= Task goal =
Please reproduce exactly the line that contains "-> Result<Arc<InMemoryMetadata>, TransformationError>" and every line after it through the end of the records below, adding nothing else.

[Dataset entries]
============================================================
//! In-memory transformation manager

use crate::config::{ConfigError, InMemoryConfig};
use crate::metadata::InMemoryMetadata;
use crate::store::TransformationStore;
use crate::transformation::{InMemoryTransformation, RestoreContext};
use std::io::{Read, Write};
use std::sync::Arc;
use xform_core::{
    EntityId, PersistenceManager, RequestInfo, Transformation, TransformationCore,
    TransformationError, TransformationManager,
};
use xform_status::{Clock, SystemClock};

/// Manager backed by a [`TransformationStore`]
#[derive(Debug)]
pub struct InMemoryTransformationManager {
    store: Arc<TransformationStore>,
    clock: Arc<dyn Clock>,
    persistence: PersistenceManager<RestoreContext>,
}

impl InMemoryTransformationManager {
    /// Create manager on the wall clock
    #[must_use]
    pub fn new() -> Self {
        Self::with_clock(Arc::new(SystemClock))
    }

    /// Create manager on a custom clock
    #[must_use]
    pub fn with_clock(clock: Arc<dyn Clock>) -> Self {
        Self::from_store(TransformationStore::new(), clock)
    }

    /// Create manager sized by `config`
    ///
    /// # Errors
    /// [`ConfigError::InvalidShardAmount`]
    pub fn with_config(config: &InMemoryConfig, clock: Arc<dyn Clock>) -> Result<Self, ConfigError> {
        Ok(Self::from_store(TransformationStore::with_config(config)?, clock))
    }

    fn from_store(store: TransformationStore, clock: Arc<dyn Clock>) -> Self {
        let store = Arc::new(store);
        let persistence =
            PersistenceManager::new(RestoreContext::attached(Arc::clone(&clock), &store));
        Self {
            store,
            clock,
            persistence,
        }
    }

    /// Underlying store
    #[inline]
    #[must_use]
    pub fn store(&self) -> &TransformationStore {
        &self.store
    }

    /// Number of tracked transformations
    #[must_use]
    pub fn len(&self) -> usize {
        self.store.len()
    }

    /// Whether nothing is tracked
    #[must_use]
    pub fn is_empty(&self) -> bool {
        self.store.is_empty()
    }

    /// Tracked identifiers, sorted
    #[must_use]
    pub fn ids(&self) -> Vec<EntityId> {
        self.store.ids()
    }

    /// Encode a tracked transformation
    ///
    /// # Errors
    /// [`TransformationError::NotFound`], or any encode failure
    pub fn export(&self, transform_id: &str) -> Result<String, TransformationError> {
        let transformation = self.get(transform_id)?;
        self.persistence.write(&*transformation)
    }

    /// Encode a tracked transformation into a sink
    ///
    /// # Errors
    /// [`TransformationError::NotFound`], or any encode failure
    pub fn export_to_writer<W: Write>(
        &self,
        transform_id: &str,
        writer: W,
    ) -> Result<(), TransformationError> {
        let transformation = self.get(transform_id)?;
        self.persistence.write_to(&*transformation, writer)
    }

    /// Decode a transformation and start tracking it
    ///
    /// # Errors
    /// Any decode failure, or [`TransformationError::AlreadyExists`]
    pub fn import_str(&self, content: &str) -> Result<Arc<InMemoryTransformation>, TransformationError> {
        let transformation = self.persistence.read::<InMemoryTransformation>(content)?;
        self.track(Arc::new(transformation))
    }

    /// Decode a transformation from a source and start tracking it
    ///
    /// # Errors
    /// Any decode failure, or [`TransformationError::AlreadyExists`]
    pub fn import_reader<R: Read>(
        &self,
        reader: R,
    ) -> Result<Arc<InMemoryTransformation>, TransformationError> {
        let transformation = self.persistence.read_from::<InMemoryTransformation, _>(reader)?;
        self.track(Arc::new(transformation))
    }

    fn track(
        &self,
        transformation: Arc<InMemoryTransformation>,
    ) -> Result<Arc<InMemoryTransformation>, TransformationError> {
        if !self.store.insert_if_absent(Arc::clone(&transformation)) {
            return Err(TransformationError::AlreadyExists(
                transformation.core().id().to_string(),
            ));
        }
        tracing::info!("tracking transformation {}", transformation.core().id());
        Ok(transformation)
    }
}

impl Default for InMemoryTransformationManager {
    fn default() -> Self {
        Self::new()
    }
}

impl TransformationManager for InMemoryTransformationManager {
    type Transformation = InMemoryTransformation;

    fn create_transform(
        &self,
        current_location: &str,
        final_location: &str,
        metacard_location: &str,
    ) -> Result<Arc<InMemoryTransformation>, TransformationError> {
        let request_info = RequestInfo::parse(metacard_location, current_location, final_location)?;
        let core = TransformationCore::new(request_info, self.clock.now());
        let transformation = Arc::new(InMemoryTransformation::new(
            core,
            Arc::clone(&self.clock),
            Arc::downgrade(&self.store),
        ));
        self.track(transformation)
    }

    fn get(&self, transform_id: &str) -> Result<Arc<InMemoryTransformation>, TransformationError> {
        self.store
            .get(transform_id)
            .ok_or_else(|| TransformationError::transformation_not_found(transform_id))
    }

    fn get_metadata(
        &self,
        transform_id: &str,
        metadata_type: &str,
    ) -> Result<Arc<InMemoryMetadata>, TransformationError> {
        self.get(transform_id)?.metadata(metadata_type)
    }

    fn delete(&self, transform_id: &str) -> Result<(), TransformationError> {
        let transformation = self
            .store
            .remove(transform_id)
            .ok_or_else(|| TransformationError::transformation_not_found(transform_id))?;
        transformation.mark_deleted();
        Ok(())
    }
}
============================================================
= Solution to the problem =
    ) -> Result<Arc<InMemoryMetadata>, TransformationError> {
        self.get(transform_id)?.metadata(metadata_type)
    }

    fn delete(&self, transform_id: &str) -> Result<(), TransformationError> {
        let transformation = self
            .store
            .remove(transform_id)
            .ok_or_else(|| TransformationError::transformation_not_found(transform_id))?;
        transformation.mark_deleted();
        Ok(())
    }
}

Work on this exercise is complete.